Saved entries
══════════════════════════════
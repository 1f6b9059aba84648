use parley_core::{LogFormat, ParleyConfig, RunMode};
use std::io::Write;

fn write_config(contents: &str) -> tempfile::NamedTempFile {
    let mut file = tempfile::Builder::new()
        .suffix(".toml")
        .tempfile()
        .unwrap();
    file.write_all(contents.as_bytes()).unwrap();
    file
}

#[test]
fn bundled_matches_defaults() {
    let config = ParleyConfig::bundled().unwrap();
    assert_eq!(config, ParleyConfig::default());
    assert_eq!(config.commands.separator_char, ' ');
    assert!(!config.commands.case_sensitive);
    assert_eq!(config.commands.default_run_mode, RunMode::Sync);
    assert_eq!(config.logging.level, "info");
    assert_eq!(config.logging.format, LogFormat::Pretty);
}

#[test]
fn from_file_overrides_fields() {
    let file = write_config(
        r#"
[commands]
separator_char = "."
case_sensitive = true
default_run_mode = "async"

[logging]
format = "json"
"#,
    );

    let config = ParleyConfig::from_file(file.path()).unwrap();
    assert_eq!(config.commands.separator_char, '.');
    assert!(config.commands.case_sensitive);
    assert_eq!(config.commands.default_run_mode, RunMode::Async);
    assert_eq!(config.logging.format, LogFormat::Json);
    // Unset fields keep their defaults.
    assert_eq!(config.logging.level, "info");
}

#[test]
fn from_file_rejects_default_run_mode() {
    let file = write_config(
        r#"
[commands]
default_run_mode = "default"
"#,
    );
    assert!(ParleyConfig::from_file(file.path()).is_err());
}

#[test]
fn from_file_rejects_alphanumeric_separator() {
    let file = write_config(
        r#"
[commands]
separator_char = "x"
"#,
    );
    assert!(ParleyConfig::from_file(file.path()).is_err());
}

#[test]
fn from_file_reports_missing_file() {
    let err = ParleyConfig::from_file("/nonexistent/parley.toml").unwrap_err();
    assert!(err.to_string().contains("Configuration Error"));
}

#[test]
fn run_mode_resolves_default() {
    assert_eq!(RunMode::Default.resolve(RunMode::Sync), RunMode::Sync);
    assert_eq!(RunMode::Async.resolve(RunMode::Sync), RunMode::Async);
}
══════════════════════════════
Aim of the exercise: Your response should consist of the records, printed exactly.

Solution for this exercise:
repository 1f6b9059aba84648
use parley_core::{LogFormat, ParleyConfig, RunMode};
use std::io::Write;

fn write_config(contents: &str) -> tempfile::NamedTempFile {
    let mut file = tempfile::Builder::new()
        .suffix(".toml")
        .tempfile()
        .unwrap();
    file.write_all(contents.as_bytes()).unwrap();
    file
}

#[test]
fn bundled_matches_defaults() {
    let config = ParleyConfig::bundled().unwrap();
    assert_eq!(config, ParleyConfig::default());
    assert_eq!(config.commands.separator_char, ' ');
    assert!(!config.commands.case_sensitive);
    assert_eq!(config.commands.default_run_mode, RunMode::Sync);
    assert_eq!(config.logging.level, "info");
    assert_eq!(config.logging.format, LogFormat::Pretty);
}

#[test]
fn from_file_overrides_fields() {
    let file = write_config(
        r#"
[commands]
separator_char = "."
case_sensitive = true
default_run_mode = "async"

[logging]
format = "json"
"#,
    );

    let config = ParleyConfig::from_file(file.path()).unwrap();
    assert_eq!(config.commands.separator_char, '.');
    assert!(config.commands.case_sensitive);
    assert_eq!(config.commands.default_run_mode, RunMode::Async);
    assert_eq!(config.logging.format, LogFormat::Json);
    // Unset fields keep their defaults.
    assert_eq!(config.logging.level, "info");
}

#[test]
fn from_file_rejects_default_run_mode() {
    let file = write_config(
        r#"
[commands]
default_run_mode = "default"
"#,
    );
    assert!(ParleyConfig::from_file(file.path()).is_err());
}

#[test]
fn from_file_rejects_alphanumeric_separator() {
    let file = write_config(
        r#"
[commands]
separator_char = "x"
"#,
    );
    assert!(ParleyConfig::from_file(file.path()).is_err());
}

#[test]
fn from_file_reports_missing_file() {
    let err = ParleyConfig::from_file("/nonexistent/parley.toml").unwrap_err();
    assert!(err.to_string().contains("Configuration Error"));
}

#[test]
fn run_mode_resolves_default() {
    assert_eq!(RunMode::Default.resolve(RunMode::Sync), RunMode::Sync);
    assert_eq!(RunMode::Async.resolve(RunMode::Sync), RunMode::Async);
}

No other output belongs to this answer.